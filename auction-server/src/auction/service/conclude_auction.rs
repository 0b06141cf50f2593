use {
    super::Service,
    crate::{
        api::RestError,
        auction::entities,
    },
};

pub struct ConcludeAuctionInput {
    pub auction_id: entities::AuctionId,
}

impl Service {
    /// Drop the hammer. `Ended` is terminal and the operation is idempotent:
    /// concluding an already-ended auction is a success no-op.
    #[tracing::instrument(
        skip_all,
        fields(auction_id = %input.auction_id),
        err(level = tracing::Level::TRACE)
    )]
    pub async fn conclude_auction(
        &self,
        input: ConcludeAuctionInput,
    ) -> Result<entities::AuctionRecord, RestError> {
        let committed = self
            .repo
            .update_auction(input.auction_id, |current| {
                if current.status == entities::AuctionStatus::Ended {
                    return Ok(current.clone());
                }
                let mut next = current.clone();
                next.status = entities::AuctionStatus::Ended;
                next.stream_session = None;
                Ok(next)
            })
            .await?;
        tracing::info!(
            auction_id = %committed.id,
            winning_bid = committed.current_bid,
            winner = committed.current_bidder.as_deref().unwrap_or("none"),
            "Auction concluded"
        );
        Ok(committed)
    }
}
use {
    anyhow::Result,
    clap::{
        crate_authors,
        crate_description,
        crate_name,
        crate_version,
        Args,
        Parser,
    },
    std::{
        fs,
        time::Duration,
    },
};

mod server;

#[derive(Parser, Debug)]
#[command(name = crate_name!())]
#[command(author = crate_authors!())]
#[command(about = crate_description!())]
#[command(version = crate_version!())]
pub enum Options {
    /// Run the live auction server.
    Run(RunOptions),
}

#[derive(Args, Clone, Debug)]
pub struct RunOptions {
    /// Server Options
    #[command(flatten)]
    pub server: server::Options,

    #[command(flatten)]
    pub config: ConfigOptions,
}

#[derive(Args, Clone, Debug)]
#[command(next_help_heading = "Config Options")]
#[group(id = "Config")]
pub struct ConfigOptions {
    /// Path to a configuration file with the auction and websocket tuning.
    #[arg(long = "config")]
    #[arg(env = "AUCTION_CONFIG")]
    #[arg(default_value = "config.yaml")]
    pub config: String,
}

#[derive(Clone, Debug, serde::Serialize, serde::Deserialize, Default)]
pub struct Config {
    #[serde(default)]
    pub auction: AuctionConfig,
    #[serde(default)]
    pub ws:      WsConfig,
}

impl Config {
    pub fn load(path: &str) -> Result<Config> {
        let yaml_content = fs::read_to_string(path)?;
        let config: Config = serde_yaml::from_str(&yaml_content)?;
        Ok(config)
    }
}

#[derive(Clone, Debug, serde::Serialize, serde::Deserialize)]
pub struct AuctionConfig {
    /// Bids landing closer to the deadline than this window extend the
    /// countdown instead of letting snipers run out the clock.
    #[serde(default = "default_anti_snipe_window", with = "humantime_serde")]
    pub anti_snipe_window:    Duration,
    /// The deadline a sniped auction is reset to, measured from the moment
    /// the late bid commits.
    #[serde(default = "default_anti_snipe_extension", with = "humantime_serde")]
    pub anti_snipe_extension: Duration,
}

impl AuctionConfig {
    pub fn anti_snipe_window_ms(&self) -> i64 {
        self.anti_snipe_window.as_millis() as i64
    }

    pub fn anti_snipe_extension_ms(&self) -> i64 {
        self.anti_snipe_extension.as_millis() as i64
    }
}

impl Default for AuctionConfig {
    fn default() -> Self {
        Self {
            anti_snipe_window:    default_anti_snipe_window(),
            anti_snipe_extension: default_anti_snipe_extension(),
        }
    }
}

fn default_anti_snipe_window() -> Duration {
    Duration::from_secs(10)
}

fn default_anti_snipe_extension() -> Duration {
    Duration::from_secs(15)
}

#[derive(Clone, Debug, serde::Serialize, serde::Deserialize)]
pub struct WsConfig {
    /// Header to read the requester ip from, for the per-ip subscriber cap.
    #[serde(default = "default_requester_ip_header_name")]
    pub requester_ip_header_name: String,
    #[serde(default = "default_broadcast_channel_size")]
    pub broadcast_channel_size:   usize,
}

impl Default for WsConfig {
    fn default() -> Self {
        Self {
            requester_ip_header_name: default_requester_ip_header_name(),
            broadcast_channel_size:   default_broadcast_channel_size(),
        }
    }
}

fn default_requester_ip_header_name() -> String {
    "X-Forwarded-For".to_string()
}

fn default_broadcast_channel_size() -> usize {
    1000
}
====================
What you have to do: Transcribe the listing shown above in full and without change.

Expected answer:
filename auction-server/src/auction/service/conclude_auction.rs
repository 0b06141cf50f2593
use {
    super::Service,
    crate::{
        api::RestError,
        auction::entities,
    },
};

pub struct ConcludeAuctionInput {
    pub auction_id: entities::AuctionId,
}

impl Service {
    /// Drop the hammer. `Ended` is terminal and the operation is idempotent:
    /// concluding an already-ended auction is a success no-op.
    #[tracing::instrument(
        skip_all,
        fields(auction_id = %input.auction_id),
        err(level = tracing::Level::TRACE)
    )]
    pub async fn conclude_auction(
        &self,
        input: ConcludeAuctionInput,
    ) -> Result<entities::AuctionRecord, RestError> {
        let committed = self
            .repo
            .update_auction(input.auction_id, |current| {
                if current.status == entities::AuctionStatus::Ended {
                    return Ok(current.clone());
                }
                let mut next = current.clone();
                next.status = entities::AuctionStatus::Ended;
                next.stream_session = None;
                Ok(next)
            })
            .await?;
        tracing::info!(
            auction_id = %committed.id,
            winning_bid = committed.current_bid,
            winner = committed.current_bidder.as_deref().unwrap_or("none"),
            "Auction concluded"
        );
        Ok(committed)
    }
}
use {
    anyhow::Result,
    clap::{
        crate_authors,
        crate_description,
        crate_name,
        crate_version,
        Args,
        Parser,
    },
    std::{
        fs,
        time::Duration,
    },
};

mod server;

#[derive(Parser, Debug)]
#[command(name = crate_name!())]
#[command(author = crate_authors!())]
#[command(about = crate_description!())]
#[command(version = crate_version!())]
pub enum Options {
    /// Run the live auction server.
    Run(RunOptions),
}

#[derive(Args, Clone, Debug)]
pub struct RunOptions {
    /// Server Options
    #[command(flatten)]
    pub server: server::Options,

    #[command(flatten)]
    pub config: ConfigOptions,
}

#[derive(Args, Clone, Debug)]
#[command(next_help_heading = "Config Options")]
#[group(id = "Config")]
pub struct ConfigOptions {
    /// Path to a configuration file with the auction and websocket tuning.
    #[arg(long = "config")]
    #[arg(env = "AUCTION_CONFIG")]
    #[arg(default_value = "config.yaml")]
    pub config: String,
}

#[derive(Clone, Debug, serde::Serialize, serde::Deserialize, Default)]
pub struct Config {
    #[serde(default)]
    pub auction: AuctionConfig,
    #[serde(default)]
    pub ws:      WsConfig,
}

impl Config {
    pub fn load(path: &str) -> Result<Config> {
        let yaml_content = fs::read_to_string(path)?;
        let config: Config = serde_yaml::from_str(&yaml_content)?;
        Ok(config)
    }
}

#[derive(Clone, Debug, serde::Serialize, serde::Deserialize)]
pub struct AuctionConfig {
    /// Bids landing closer to the deadline than this window extend the
    /// countdown instead of letting snipers run out the clock.
    #[serde(default = "default_anti_snipe_window", with = "humantime_serde")]
    pub anti_snipe_window:    Duration,
    /// The deadline a sniped auction is reset to, measured from the moment
    /// the late bid commits.
    #[serde(default = "default_anti_snipe_extension", with = "humantime_serde")]
    pub anti_snipe_extension: Duration,
}

impl AuctionConfig {
    pub fn anti_snipe_window_ms(&self) -> i64 {
        self.anti_snipe_window.as_millis() as i64
    }

    pub fn anti_snipe_extension_ms(&self) -> i64 {
        self.anti_snipe_extension.as_millis() as i64
    }
}

impl Default for AuctionConfig {
    fn default() -> Self {
        Self {
            anti_snipe_window:    default_anti_snipe_window(),
            anti_snipe_extension: default_anti_snipe_extension(),
        }
    }
}

fn default_anti_snipe_window() -> Duration {
    Duration::from_secs(10)
}

fn default_anti_snipe_extension() -> Duration {
    Duration::from_secs(15)
}

#[derive(Clone, Debug, serde::Serialize, serde::Deserialize)]
pub struct WsConfig {
    /// Header to read the requester ip from, for the per-ip subscriber cap.
    #[serde(default = "default_requester_ip_header_name")]
    pub requester_ip_header_name: String,
    #[serde(default = "default_broadcast_channel_size")]
    pub broadcast_channel_size:   usize,
}

impl Default for WsConfig {
    fn default() -> Self {
        Self {
            requester_ip_header_name: default_requester_ip_header_name(),
            broadcast_channel_size:   default_broadcast_channel_size(),
        }
    }
}

fn default_requester_ip_header_name() -> String {
    "X-Forwarded-For".to_string()
}

fn default_broadcast_channel_size() -> usize {
    1000
}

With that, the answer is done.